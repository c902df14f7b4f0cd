//! Parcial CLI - command-line interface for the parcial sound modeling tools.

mod commands;

use clap::{Parser, Subcommand};
use tracing_subscriber::EnvFilter;

#[derive(Parser)]
#[command(name = "parcial")]
#[command(author, version, about = "Partial-based sound modeling CLI", long_about = None)]
struct Cli {
    /// Log per-stage detail (same as RUST_LOG=debug)
    #[arg(short, long, global = true)]
    verbose: bool,

    #[command(subcommand)]
    command: Commands,
}

#[derive(Subcommand)]
enum Commands {
    /// Summarize a Partial file
    Info(commands::info::InfoArgs),

    /// Label Partials by harmonic number against a reference Partial
    Channelize(commands::channelize::ChannelizeArgs),

    /// Fuse same-labeled Partials into one Partial per label
    Distill(commands::distill::DistillArgs),

    /// Join unlabeled Partials that do not overlap in time
    Collate(commands::collate::CollateArgs),

    /// Unlabel shorter Partials that collide with a longer same-labeled one
    Sift(commands::sift::SiftArgs),

    /// Warp Partial timing so initial marker times land on target times
    Dilate(commands::dilate::DilateArgs),

    /// Move Breakpoints onto a regular time grid
    Resample(commands::resample::ResampleArgs),

    /// Morph between two distilled Partial files
    Morph(commands::morph::MorphArgs),

    /// Synthesize Partials into a WAV file
    Render(commands::render::RenderArgs),

    /// Estimate the fundamental frequency of a Partial collection
    F0(commands::f0::F0Args),

    /// Run channelize, sift, distill, resample and render from a TOML config
    Pipeline(commands::pipeline::PipelineArgs),
}

fn main() -> anyhow::Result<()> {
    let cli = Cli::parse();

    let default_filter = if cli.verbose { "debug" } else { "info" };
    tracing_subscriber::fmt()
        .with_env_filter(
            EnvFilter::try_from_default_env().unwrap_or_else(|_| default_filter.into()),
        )
        .with_writer(std::io::stderr)
        .init();

    match cli.command {
        Commands::Info(args) => commands::info::run(args),
        Commands::Channelize(args) => commands::channelize::run(args),
        Commands::Distill(args) => commands::distill::run(args),
        Commands::Collate(args) => commands::collate::run(args),
        Commands::Sift(args) => commands::sift::run(args),
        Commands::Dilate(args) => commands::dilate::run(args),
        Commands::Resample(args) => commands::resample::run(args),
        Commands::Morph(args) => commands::morph::run(args),
        Commands::Render(args) => commands::render::run(args),
        Commands::F0(args) => commands::f0::run(args),
        Commands::Pipeline(args) => commands::pipeline::run(args),
    }
}
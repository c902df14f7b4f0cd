//! File I/O for the parcial workspace.
//!
//! This crate provides:
//!
//! - **Partial files**: [`read_partials`] and [`write_partials`] store a
//!   labeled Partial collection as JSON
//! - **WAV file I/O**: [`read_wav`] and [`write_wav`] for rendered sample
//!   buffers
//!
//! ## Quick Start
//!
//! ```rust,ignore
//! use parcial_io::{read_partials, write_wav, WavSpec};
//! use parcial_synth::{Synthesizer, SynthesizerParams};
//!
//! let partials = read_partials("clarinet.json")?;
//!
//! let mut synth = Synthesizer::new(SynthesizerParams::new(44100.0)?)?;
//! let mut buffer = Vec::new();
//! synth.synthesize_all(&partials, &mut buffer)?;
//!
//! write_wav("clarinet.wav", &buffer, WavSpec::default())?;
//! ```

mod partials;
mod wav;

pub use partials::{
    BreakpointRecord, FORMAT_VERSION, PartialFile, PartialRecord, partials_from_json,
    partials_to_json, read_partials, write_partials,
};
pub use wav::{WavFormat, WavInfo, WavSpec, read_wav, read_wav_info, write_wav};

/// Error types for parcial file I/O.
#[derive(Debug, thiserror::Error)]
pub enum Error {
    /// WAV file read/write error.
    #[error("WAV file error: {0}")]
    Wav(#[from] hound::Error),

    /// JSON encoding or decoding error.
    #[error("JSON error: {0}")]
    Json(#[from] serde_json::Error),

    /// Standard I/O error.
    #[error("IO error: {0}")]
    Io(#[from] std::io::Error),

    /// A stored Partial breaks a data model invariant.
    #[error("Invalid Partial: {0}")]
    InvalidPartial(String),
}

/// Convenience result type for parcial file I/O.
pub type Result<T> = std::result::Result<T, Error>;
________________________________________
> _What to do_:
Include the first line of the listing, the line with "a Partial file", and every line between them, each repeated exactly, and output only those.

> _Response for this exercise_:
repository c902df14f7b4f0cd
//! Parcial CLI - command-line interface for the parcial sound modeling tools.

mod commands;

use clap::{Parser, Subcommand};
use tracing_subscriber::EnvFilter;

#[derive(Parser)]
#[command(name = "parcial")]
#[command(author, version, about = "Partial-based sound modeling CLI", long_about = None)]
struct Cli {
    /// Log per-stage detail (same as RUST_LOG=debug)
    #[arg(short, long, global = true)]
    verbose: bool,

    #[command(subcommand)]
    command: Commands,
}

#[derive(Subcommand)]
enum Commands {
    /// Summarize a Partial file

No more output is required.